# Data Science Capstone - Battle of the neighborhoods

## Which major city should you visit if you love Japanese food?

## Table of contents

- Introduction
- Data
- Methodology
- Analysis
- Results and Discussion
- Conclusion
- Resources

### *Introduction*

So, you love Japanese food so much that you can eat it for every meal. And you would like to visit a major city for a nice vacation and would like you endulge in your favorite cuisine but dont know where to go. This is the problem I aim to solve with my report by analyzing the density of Japanese restaurants in some major US cities. While not important to some, this report will help the tourist that would like to visit a popular destination in the US, that has a huge appetite for sushi and the like. 

### *Data*

I will use the FourSquare API to collect data about locations of Japanese restaurants in 5 major US cities which are: New York, San Francisco, Las Vegas, Seattle and Chicago. These are some of the most popular US cities to visit according to Trip Advisor and I believe that these cities have some of the best Japanese food the United States can offer. I will use the latitude and longitude of the cities within an API request to pull back the name, address and geospatial data on Japanese restaurants in the area. We will use this data to determine which city would be best to visit and reserve a hotel room.

### *Methodology*

We will be using statistics to solve the majority of our problem. We will obtain the mean location of the Japanese restaurants and then take the average of the distance of the venues to the mean coordinates in order to illustrate the density. 

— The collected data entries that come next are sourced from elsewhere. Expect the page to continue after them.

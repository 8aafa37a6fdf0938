//! Storefront API Handlers

use axum::extract::State;
use axum::http::header::SET_COOKIE;
use axum::response::{IntoResponse, Response};
use axum::{Json, http::HeaderValue};
use rust_decimal::Decimal;
use serde::{Deserialize, Serialize};

use crate::api::session::SessionUser;
use crate::core::ServerState;
use crate::orders::{BuyAction, OrderAction};
use crate::utils::{AppError, AppResponse, AppResult, ok};
use shared::{Category, ChargeHistoryEntry, Item, Order, OrderStatus};

// =============================================================================
// Storefront listing
// =============================================================================

#[derive(Debug, Serialize)]
pub struct Storefront {
    pub items: Vec<Item>,
    pub categories: Vec<Category>,
}

/// GET / - available items (payload redacted) grouped with categories.
///
/// Store-preferred; the mirror serves a degraded listing when the store is
/// down.
pub async fn storefront(
    State(state): State<ServerState>,
) -> AppResult<Json<AppResponse<Storefront>>> {
    let items: Vec<Item> = match state.items.find_available().await {
        Ok(records) => {
            state.mirror.remember_items(&records);
            records.into_iter().map(Item::from).collect()
        }
        Err(e) => {
            tracing::warn!(error = %e, "store listing failed, serving catalog from mirror (degraded)");
            state
                .mirror
                .items_available()
                .into_iter()
                .map(Item::from)
                .collect()
        }
    };
    let items = items.into_iter().map(Item::redacted).collect();

    let categories = state
        .categories
        .find_all()
        .await
        .map(|records| records.into_iter().map(Category::from).collect())
        .unwrap_or_default();

    Ok(ok(Storefront { items, categories }))
}

// =============================================================================
// Session-scoped views
// =============================================================================

#[derive(Debug, Serialize)]
pub struct Wallet {
    pub user_id: i64,
    pub balance: Decimal,
    pub history: Vec<ChargeHistoryEntry>,
}

/// GET /wallet - balance plus the charge-history statement.
pub async fn wallet(
    State(state): State<ServerState>,
    user: SessionUser,
) -> AppResult<Json<AppResponse<Wallet>>> {
    let balance = state.ledger.get_balance(user.user_id).await?;
    let history = state
        .charge_keys
        .history(user.user_id)
        .await?
        .into_iter()
        .map(ChargeHistoryEntry::from)
        .collect();
    Ok(ok(Wallet {
        user_id: user.user_id,
        balance,
        history,
    }))
}

/// GET /my_purchases - the caller's active (not yet confirmed) orders.
pub async fn my_purchases(
    State(state): State<ServerState>,
    user: SessionUser,
) -> AppResult<Json<AppResponse<Vec<Order>>>> {
    let orders = state
        .orders
        .find_active_by_buyer(user.user_id)
        .await
        .map_err(AppError::from)?
        .into_iter()
        .map(Order::from)
        .collect();
    Ok(ok(orders))
}

// =============================================================================
// Purchase
// =============================================================================

#[derive(Debug, Deserialize)]
pub struct BuyRequest {
    pub buyer_id: i64,
    pub buyer_name: String,
    pub item_id: String,
    /// Sent by the front-end but not authoritative: the item's own delivery
    /// mode governs the path taken.
    #[serde(default)]
    pub delivery_type: Option<String>,
}

#[derive(Debug, Serialize)]
pub struct BuyResponse {
    pub status: OrderStatus,
    pub order_id: String,
    pub new_balance: Decimal,
    #[serde(skip_serializing_if = "Option::is_none")]
    pub hidden_data: Option<String>,
}

/// POST /buy - run the purchase, returning the legacy response shape.
pub async fn buy(
    State(state): State<ServerState>,
    Json(request): Json<BuyRequest>,
) -> AppResult<Json<BuyResponse>> {
    if let Some(requested) = &request.delivery_type {
        tracing::debug!(item_id = %request.item_id, requested, "client-declared delivery type");
    }
    let outcome = BuyAction {
        item_id: request.item_id,
        buyer_id: request.buyer_id,
        buyer_name: request.buyer_name,
    }
    .execute(&state.order_context())
    .await?;

    // Instant purchases reveal the payload in the response as well as the
    // chat message.
    let hidden_data = (outcome.order.status == OrderStatus::Completed)
        .then(|| outcome.order.hidden_payload.clone());

    Ok(Json(BuyResponse {
        status: outcome.order.status,
        order_id: outcome.order.key(),
        new_balance: outcome.new_balance,
        hidden_data,
    }))
}

// =============================================================================
// Balance top-up
// =============================================================================

#[derive(Debug, Deserialize)]
pub struct ChargeRequest {
    pub user_id: i64,
    pub charge_key: String,
}

#[derive(Debug, Serialize)]
pub struct ChargeResponse {
    pub success: bool,
    #[serde(skip_serializing_if = "Option::is_none")]
    pub new_balance: Option<Decimal>,
    pub message: String,
}

/// POST /charge_balance - redeem a charge key. Guard failures come back as
/// `success: false` with a user-facing message, not as HTTP errors.
pub async fn charge_balance(
    State(state): State<ServerState>,
    Json(request): Json<ChargeRequest>,
) -> AppResult<Json<ChargeResponse>> {
    match state
        .charge_keys
        .redeem(&request.charge_key, request.user_id, "")
        .await
    {
        Ok(amount) => {
            let new_balance = state.ledger.get_balance(request.user_id).await?;
            Ok(Json(ChargeResponse {
                success: true,
                new_balance: Some(new_balance),
                message: format!("Credited {amount}"),
            }))
        }
        Err(AppError::NotFound(_)) => Ok(Json(ChargeResponse {
            success: false,
            new_balance: None,
            message: "Unknown charge key".into(),
        })),
        Err(AppError::AlreadyUsed(_)) => Ok(Json(ChargeResponse {
            success: false,
            new_balance: None,
            message: "This key was already used".into(),
        })),
        Err(e) => Err(e),
    }
}

// =============================================================================
// Session establishment
// =============================================================================

#[derive(Debug, Deserialize)]
pub struct VerifyRequest {
    pub user_id: i64,
    pub code: String,
}

#[derive(Debug, Serialize)]
pub struct VerifyResponse {
    pub success: bool,
    #[serde(skip_serializing_if = "Option::is_none")]
    pub balance: Option<Decimal>,
}

/// POST /verify - exchange a bot-issued code for a session cookie.
pub async fn verify(
    State(state): State<ServerState>,
    Json(request): Json<VerifyRequest>,
) -> AppResult<Response> {
    let Some(name) = state.verify_codes.consume(request.user_id, &request.code) else {
        tracing::info!(user_id = request.user_id, "verification code rejected");
        return Ok(Json(VerifyResponse {
            success: false,
            balance: None,
        })
        .into_response());
    };

    let balance = state.ledger.get_balance(request.user_id).await?;
    let token = state.sessions.issue(request.user_id, &name)?;
    let cookie = HeaderValue::from_str(&state.sessions.cookie_value(&token))
        .map_err(|e| AppError::Internal(format!("invalid cookie value: {e}")))?;

    let mut response = Json(VerifyResponse {
        success: true,
        balance: Some(balance),
    })
    .into_response();
    response.headers_mut().append(SET_COOKIE, cookie);
    Ok(response)
}

// =============================================================================
// Legacy session-scoped reads
// =============================================================================

#[derive(Debug, Serialize)]
pub struct BalanceResponse {
    pub balance: Decimal,
}

/// GET /get_balance
pub async fn get_balance(
    State(state): State<ServerState>,
    user: SessionUser,
) -> AppResult<Json<BalanceResponse>> {
    let balance = state.ledger.get_balance(user.user_id).await?;
    Ok(Json(BalanceResponse { balance }))
}

/// GET /get_orders
pub async fn get_orders(
    State(state): State<ServerState>,
    user: SessionUser,
) -> AppResult<Json<Vec<Order>>> {
    let orders = state
        .orders
        .find_active_by_buyer(user.user_id)
        .await
        .map_err(AppError::from)?
        .into_iter()
        .map(Order::from)
        .collect();
    Ok(Json(orders))
}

We will then plot our results on a map so we can visualize our data in order to make the results clear.

Machine learning doesn't appear to be required for this particular issue as knowing the density of the restaurants should suffice to reach our answer.

### *Analysis*

Before we analyze any data, we will need to import the libraries required for the analysis. We will need the following libraries:

In [2]:
import numpy as np # library to handle data in a vectorized manner

import pandas as pd # library for data analsysis
pd.set_option('display.max_columns', None)
pd.set_option('display.max_rows', None)

import json # library to handle JSON files

!conda install -c conda-forge geopy --yes 
from geopy.geocoders import Nominatim # convert an address into latitude and longitude values

import requests # library to handle requests
from pandas.io.json import json_normalize # tranform JSON file into a pandas dataframe

# Matplotlib and associated plotting modules
import matplotlib.cm as cm
import matplotlib.colors as colors

# import k-means from clustering stage
from sklearn.cluster import KMeans

!conda install -c conda-forge folium=0.5.0 --yes 
import folium # map rendering library

print('Libraries imported.')

Solving environment: done

## Package Plan ##

  environment location: /opt/conda/envs/Python36

  added / updated specs: 
    - geopy


The following packages will be downloaded:

    package                    |            build
    ---------------------------|-----------------
    ca-certificates-2019.11.28 |       hecc5488_0         145 KB  conda-forge
    geopy-1.20.0               |             py_0          57 KB  conda-forge
    openssl-1.1.1d             |       h516909a_0         2.1 MB  conda-forge
    certifi-2019.11.28         |           py36_0         149 KB  conda-forge
    geographiclib-1.50         |             py_0          34 KB  conda-forge
    ------------------------------------------------------------
                                           Total:         2.5 MB

The following NEW packages will be INSTALLED:

    geographiclib:   1.50-py_0         conda-forge
    geopy:           1.20.0-py_0       conda-forge

The following packages will be UPDATED:

    ca-

##### The cell below is hidden to secure FourSquare credentials

In [3]:
# The code was removed by Watson Studio for sharing.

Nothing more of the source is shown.